Neoserica dilatatipes

Scientific classification
- Kingdom: Animalia
- Phylum: Arthropoda
- Clade: Pancrustacea
- Class: Insecta
- Order: Coleoptera
- Suborder: Polyphaga
- Infraorder: Scarabaeiformia
- Family: Scarabaeidae
- Genus: Neoserica
- Species: N. dilatatipes
- Binomial name: Neoserica dilatatipes (Moser, 1916)
- Synonyms: Autoserica dilatatipes Moser, 1916;

= Neoserica dilatatipes =

- Genus: Neoserica
- Species: dilatatipes
- Authority: (Moser, 1916)
- Synonyms: Autoserica dilatatipes Moser, 1916

Species of beetle

Neoserica dilatatipes is a species of beetle of the family Scarabaeidae.

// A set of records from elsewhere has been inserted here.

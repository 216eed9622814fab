use axum::{
    extract::{Path, State},
    http::StatusCode,
    routing::get,
    Json, Router,
};
use serde_json::json;
use uuid::Uuid;

use crate::{
    auth::AuthenticatedUser,
    errors::ServiceError,
    services::banners::{CreateBannerRequest, UpdateBannerRequest},
    AppState,
};

pub fn public_routes() -> Router<AppState> {
    Router::new().route("/", get(list_active_banners))
}

pub fn admin_routes() -> Router<AppState> {
    Router::new()
        .route("/", get(list_all_banners).post(create_banner))
        .route(
            "/:id",
            get(get_banner).put(update_banner).delete(delete_banner),
        )
}

async fn list_active_banners(
    State(state): State<AppState>,
) -> Result<Json<serde_json::Value>, ServiceError> {
    let banners = state.services.banners.list_banners(true).await?;
    Ok(Json(json!({ "success": true, "data": banners })))
}

async fn list_all_banners(
    _user: AuthenticatedUser,
    State(state): State<AppState>,
) -> Result<Json<serde_json::Value>, ServiceError> {
    let banners = state.services.banners.list_banners(false).await?;
    Ok(Json(json!({ "success": true, "data": banners })))
}

async fn get_banner(
    _user: AuthenticatedUser,
    State(state): State<AppState>,
    Path(id): Path<Uuid>,
) -> Result<Json<serde_json::Value>, ServiceError> {
    let banner = state.services.banners.get_banner(id).await?;
    Ok(Json(json!({ "success": true, "data": banner })))
}

async fn create_banner(
    _user: AuthenticatedUser,
    State(state): State<AppState>,
    Json(request): Json<CreateBannerRequest>,
) -> Result<(StatusCode, Json<serde_json::Value>), ServiceError> {
    let banner = state.services.banners.create_banner(request).await?;
    Ok((
        StatusCode::CREATED,
        Json(json!({ "success": true, "data": banner })),
    ))
}

async fn update_banner(
    _user: AuthenticatedUser,
    State(state): State<AppState>,
    Path(id): Path<Uuid>,
    Json(request): Json<UpdateBannerRequest>,
) -> Result<Json<serde_json::Value>, ServiceError> {
    let banner = state.services.banners.update_banner(id, request).await?;
    Ok(Json(json!({ "success": true, "data": banner })))
}

async fn delete_banner(
    _user: AuthenticatedUser,
    State(state): State<AppState>,
    Path(id): Path<Uuid>,
) -> Result<Json<serde_json::Value>, ServiceError> {
    state.services.banners.delete_banner(id).await?;
    Ok(Json(json!({ "success": true, "message": "Banner deleted" })))
}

It is found in Cameroon.

==Description==
Adults reach a length of about 8.5 mm. They are dull, blackish-brown above and brown below. The frons is dull, finely punctate, and has two setae on each side behind the suture. The antennae are yellowish-brown. The pronotum has a moderately dense punctation, with setae on the sides. The elytra have regular rows of punctures, with the intervals only very weakly convex and rather sparsely punctate. The spots are covered with tiny setae, with a few slightly larger setae.